From the data below, restate every line word for word.

• _Dataset excerpts_:
· · ·
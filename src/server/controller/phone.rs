use axum::{extract::State, response::IntoResponse, Json};
use axum_extra::extract::cookie::CookieJar;

use crate::{
    model::api::ErrorDto,
    server::{
        controller::util::session::require_session,
        error::Error,
        model::{
            app::AppState,
            phone::{BuyPhoneNumberRequest, VirtualPhoneAccount},
        },
    },
};

pub static PHONE_TAG: &str = "phone";

/// Buys a virtual phone number that forwards calls to the given number
///
/// Requires a signed in user. The request is validated before the phone provider is called
/// and the provider's response is returned unchanged.
#[utoipa::path(
    post,
    path = "/api/phone/virtual-accounts",
    tag = PHONE_TAG,
    request_body = BuyPhoneNumberRequest,
    responses(
        (status = 200, description = "Purchased virtual phone number", body = VirtualPhoneAccount),
        (status = 400, description = "Invalid purchase request", body = ErrorDto),
        (status = 401, description = "Not signed in", body = ErrorDto),
        (status = 502, description = "Phone provider rejected the purchase", body = ErrorDto),
        (status = 500, description = "Internal server error", body = ErrorDto)
    ),
)]
pub async fn buy_phone_number(
    State(state): State<AppState>,
    jar: CookieJar,
    Json(request): Json<BuyPhoneNumberRequest>,
) -> Result<impl IntoResponse, Error> {
    require_session(&state, &jar).await?;

    let account = state.phone.buy_phone_number(&request).await?;

    Ok(Json(account))
}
· · ·
• _Worked solution_:
filename src/server/controller/phone.rs
use axum::{extract::State, response::IntoResponse, Json};
use axum_extra::extract::cookie::CookieJar;

use crate::{
    model::api::ErrorDto,
    server::{
        controller::util::session::require_session,
        error::Error,
        model::{
            app::AppState,
            phone::{BuyPhoneNumberRequest, VirtualPhoneAccount},
        },
    },
};

pub static PHONE_TAG: &str = "phone";

/// Buys a virtual phone number that forwards calls to the given number
///
/// Requires a signed in user. The request is validated before the phone provider is called
/// and the provider's response is returned unchanged.
#[utoipa::path(
    post,
    path = "/api/phone/virtual-accounts",
    tag = PHONE_TAG,
    request_body = BuyPhoneNumberRequest,
    responses(
        (status = 200, description = "Purchased virtual phone number", body = VirtualPhoneAccount),
        (status = 400, description = "Invalid purchase request", body = ErrorDto),
        (status = 401, description = "Not signed in", body = ErrorDto),
        (status = 502, description = "Phone provider rejected the purchase", body = ErrorDto),
        (status = 500, description = "Internal server error", body = ErrorDto)
    ),
)]
pub async fn buy_phone_number(
    State(state): State<AppState>,
    jar: CookieJar,
    Json(request): Json<BuyPhoneNumberRequest>,
) -> Result<impl IntoResponse, Error> {
    require_session(&state, &jar).await?;

    let account = state.phone.buy_phone_number(&request).await?;

    Ok(Json(account))
}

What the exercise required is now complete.